THE NINETIES, NAUGHTIES AND BEYOND
True to its name, Cue continued to be on the front foot of cultural trends. With Rod’s wife Lynette sourcing fabric and his children, Melanie and Justin as executive directors — this family led business moved from strength to strength, picking up new ‘family’ members along the way. Rod made everyone feel like a part of the family (whether biologically related or not…), and this has definitely paid off when it comes to staff loyalty.
“Each of Cue’s head designers has risen through the ranks and stayed for more than a decade. They pass the baton to one another”, explains Levis. It was perhaps this family-feel that enticed worldwide supermodel Claudia Schiffer to front their 1997 campaign. Cue followed this with an homage to local talent, working with (at the time) up and coming Australian models Catherine O’Neil and Jessica Hart for later campaigns.

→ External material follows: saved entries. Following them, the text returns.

// Copyright (c) 2025 Geoffrey Huntley <ghuntley@ghuntley.com>. All rights reserved.
// SPDX-License-Identifier: Proprietary

//! Policy change notification.
//!
//! A [`Watcher`] is told after every successful policy mutation and every
//! [`crate::Enforcer::save_policy`]. Hosts running several enforcers over
//! shared storage use it to broadcast a reload signal; how that signal travels
//! is up to the host. Notifications are delivered after all enforcer locks are
//! released, so a watcher may call back into the enforcer.

use std::fmt;
use std::sync::Arc;

use parking_lot::RwLock;
use tracing::debug;

pub trait Watcher: Send + Sync {
	/// Called once per change to the enforcer's policy.
	fn update(&self);
}

impl<F> Watcher for F
where
	F: Fn() + Send + Sync,
{
	fn update(&self) {
		self()
	}
}

/// The enforcer's optional watcher.
#[derive(Default)]
pub(crate) struct WatcherSlot {
	watcher: RwLock<Option<Arc<dyn Watcher>>>,
}

impl WatcherSlot {
	pub(crate) fn set(&self, watcher: Option<Arc<dyn Watcher>>) {
		*self.watcher.write() = watcher;
	}

	pub(crate) fn notify(&self) {
		let watcher = self.watcher.read().clone();
		if let Some(watcher) = watcher {
			debug!("notifying policy watcher");
			watcher.update();
		}
	}
}

impl fmt::Debug for WatcherSlot {
	fn fmt(&self, f: &mut fmt::Formatter<'_>) -> fmt::Result {
		let set = self.watcher.read().is_some();
		f.debug_struct("WatcherSlot").field("set", &set).finish()
	}
}

#[cfg(test)]
mod tests {
	use super::*;
	use std::sync::atomic::{AtomicUsize, Ordering};

	#[test]
	fn notify_reaches_closure_watcher() {
		let calls = Arc::new(AtomicUsize::new(0));
		let slot = WatcherSlot::default();
		slot.notify();

		let counter = calls.clone();
		slot.set(Some(Arc::new(move || {
			counter.fetch_add(1, Ordering::SeqCst);
		})));
		slot.notify();
		slot.notify();
		assert_eq!(calls.load(Ordering::SeqCst), 2);

		slot.set(None);
		slot.notify();
		assert_eq!(calls.load(Ordering::SeqCst), 2);
	}
}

Come 2019 and Cue was celebrating their 50th year in fashion. Quite the milestone for a family run business in an extremely volatile industry. They celebrated with an exhibition display in none other than Sydney’s Powerhouse Museum, with a collection that featured a piece symbolising each decade of Cue.
Well as so perfectly presented by Mr. Rod Levis, “since Cue began, the role of women in society has changed. When women started entering the workforce in the late ’60s and ’70s and ’80s, we were already there for them. Women are now running companies and running countries, and our designs have reflected that.” So, as humble observers, we can only assume that Cue will continue to be there for the ‘everywoman’ of Australia. Dressing them for their first job interview, a day at the races or a fancy formal event, so that every woman can have their Cue moment.